AIG restates profits for five years, increases reservesPosted On: May. 31, 2005 12:00 AM CST
NEW YORKAmerican International Group Inc. cut its reported net income for the five years through 2004 by $3.92 billion as a result of its restatement for the period, the insurer revealed in its long-delayed 10K filing with Securities and Exchange Commission, which was made today.
The reduction in profits includes a $1.32 billion, or 11.9%, decrease in its previously reported 2004 income, to $9.73 billion. Restated results for 2004 reflect an $850 million reserve increase for 2004's fourth quarter.
The New York-based insurer also reported a 2.7% reduction in its shareholder equity for year-end 2004 from the previously reported number, to $80.61 billion.
Martin J. Sullivan, AIG president and chief executive officer, said in a statement the 10K filing "reflects the result of our detailed and thorough review of AIG's major business units globally."
Mr. Sullivan said, "We are embarking on a new era for AIG that will be marked by changes in the way we operate--including greater responsiveness and transparency--while preserving the core values that have enabled us to build an unequaled franchise and effectively meet our customers needs. I am confident that the changes we are initiating throughout the organization will make AIG an even stronger and better company."
AIG, though, remains besieged. Last week, New York Attorney General Eliot Spitzer and New York State Insurance Superintendent Howard Mills filed suit against AIG, former Chairman and Chief Executive Officer Maurice R. Greenberg and former Chief Financial Officer Howard I. Smith, charging them with embarking on numerous questionable transactions in order to manipulate the insurer's financial results.
Many of the issues raised in the lawsuit, including the questions surrounding loss reserves, net investment income, the conversion of underwriting losses to capital losses and the adequacy of risk transfer are also described in the 10K filing as factors in the restatement.
Many observers expect AIG to settle the lawsuit, although criminal charges may still be filed against Mr. Greenberg and Mr. Smith. The company also faces numerous other lawsuits in both federal and state courts, as well as ongoing investigations by regulators and government authorities, including the SEC and Justice Department.
"Management has identified a number of material weaknesses in AIG's internal control over financial reporting," says the SEC filing.
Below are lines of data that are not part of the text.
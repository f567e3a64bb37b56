//! # Interrupt Descriptor Table (IDT)
//!
//! One 256-entry table for the bootstrap processor. Only the timer gate is
//! installed; an exception on any other vector escalates to a triple fault.
//!
//! The table lives in the kernel's `.bss` and is written through its image
//! address. The CPU reads it through a read-only alias in the direct map,
//! which is what [`load`] hands to `lidt`.
//!
//! ```text
//! 127            96 95                    64 63    48 47 46 45 44 43  40 39 35 34 32 31   16 15    0
//! |     zero      |     offset[63:32]      | off   | P | DPL |0 | type |  0  | IST | sel   | off   |
//!                                            [31:16]                                        [15:0]
//! ```

use bitfield_struct::bitfield;
use kernel_registers::StoreRegisterUnsafe;
use kernel_registers::idtr::Idtr;
use kernel_sync::SyncOnceCell;
use kernel_vmem::VirtualAddress;

const _: () = assert!(size_of::<IdtEntry>() == 16);
const _: () = assert!(align_of::<Idt>() == 16);

/// IST index and type/attribute byte of a gate.
#[bitfield(u16)]
pub struct IdtGateAttr {
    /// Interrupt Stack Table slot; 0 keeps the current stack.
    #[bits(3)]
    pub ist: u8,

    #[bits(5)]
    __zero0: u8,

    /// 0xE interrupt gate (clears IF), 0xF trap gate.
    #[bits(4)]
    pub typ: u8,

    #[bits(1)]
    pub s: bool,

    #[bits(2)]
    pub dpl: u8,

    #[bits(1)]
    pub present: bool,
}

impl IdtGateAttr {
    /// Present ring-0 interrupt gate without IST.
    #[must_use]
    pub const fn kernel_interrupt_gate() -> Self {
        Self::new().with_typ(0xE).with_present(true)
    }
}

#[repr(C)]
#[derive(Copy, Clone, Debug, PartialEq, Eq)]
pub struct IdtEntry {
    offset_lo: u16,
    selector: u16,
    attr: u16,
    offset_mid: u16,
    offset_hi: u32,
    zero: u32,
}

impl IdtEntry {
    pub const MISSING: Self = Self {
        offset_lo: 0,
        selector: 0,
        attr: 0,
        offset_mid: 0,
        offset_hi: 0,
        zero: 0,
    };

    /// An interrupt gate entering `handler` through code segment `selector`.
    #[must_use]
    #[allow(clippy::cast_possible_truncation)]
    pub const fn interrupt_gate(handler: u64, selector: u16) -> Self {
        Self {
            offset_lo: handler as u16,
            selector,
            attr: IdtGateAttr::kernel_interrupt_gate().into_bits(),
            offset_mid: (handler >> 16) as u16,
            offset_hi: (handler >> 32) as u32,
            zero: 0,
        }
    }

    #[must_use]
    #[allow(clippy::cast_lossless)]
    pub const fn handler(&self) -> u64 {
        ((self.offset_hi as u64) << 32) | ((self.offset_mid as u64) << 16) | self.offset_lo as u64
    }

    #[must_use]
    pub const fn attr(&self) -> IdtGateAttr {
        IdtGateAttr::from_bits(self.attr)
    }
}

#[repr(C, align(16))]
pub struct Idt {
    entries: [IdtEntry; 256],
}

impl Idt {
    #[must_use]
    pub const fn new() -> Self {
        Self {
            entries: [IdtEntry::MISSING; 256],
        }
    }

    pub fn set(&mut self, vector: u8, entry: IdtEntry) {
        self.entries[usize::from(vector)] = entry;
    }

    #[must_use]
    pub fn get(&self, vector: u8) -> &IdtEntry {
        &self.entries[usize::from(vector)]
    }
}

static IDT: SyncOnceCell<Idt> = SyncOnceCell::new();

/// Store the table. Later calls are ignored and return `false`.
pub fn install(idt: Idt) -> bool {
    IDT.set(idt).is_ok()
}

/// Image address of the installed table.
pub fn installed() -> Option<VirtualAddress> {
    IDT.get().map(|idt| VirtualAddress::from_ptr(idt))
}

/// Point IDTR at `alias`, an address that maps the installed table.
///
/// # Safety
/// `alias` must map the table installed with [`install`] for as long as
/// interrupts can arrive.
pub unsafe fn load(alias: VirtualAddress) {
    #[allow(clippy::cast_possible_truncation)]
    let idtr = Idtr::new(alias.as_u64(), (size_of::<Idt>() - 1) as u16);
    unsafe { idtr.store_unsafe() };
}

/// The code segment the kernel runs in; gates reuse the loader's GDT.
pub fn current_cs() -> u16 {
    let cs: u16;
    unsafe {
        core::arch::asm!("mov {0:x}, cs", out(reg) cs, options(nomem, nostack, preserves_flags));
    }
    cs
}

/// The stack segment the kernel runs in.
pub fn current_ss() -> u16 {
    let ss: u16;
    unsafe {
        core::arch::asm!("mov {0:x}, ss", out(reg) ss, options(nomem, nostack, preserves_flags));
    }
    ss
}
In addition to 2004's reduction, AIG reported a $1.27 billion decrease, or 13.6% reduction, in its 2003 net income, to $8.01 billion; a 6.3% increase, in 2002 to $5.87 billion; a 22.2% reduction, in 2001 to $4.17 billion; and a 7.5%, reduction in 2000 to $6.14 billion.
The company said in its 10K that it will increase its net asbestos reserves by $650 million and its net environmental reserves by $200 million for fourth quarter of 2004. It said the increase was based on a consideration of actual calendar experience, input from claims officers on latest year events; deterioration in report year claims experience; survival ratios; industry experience and reinsurance recoverables. The company said, though, that "significant uncertainty remains as to AIG's ultimate liability related to asbestos and environmental claims."
Meanwhile, AIG said it plans to issue its delayed first quarter results by the end of June.The company also announced in a statement that it will commission a comprehensive independent actuarial review of the loss reserves of its principal property/casualty insurance operations, which is expected to be completed before AIG reports its full year 2005 financial results.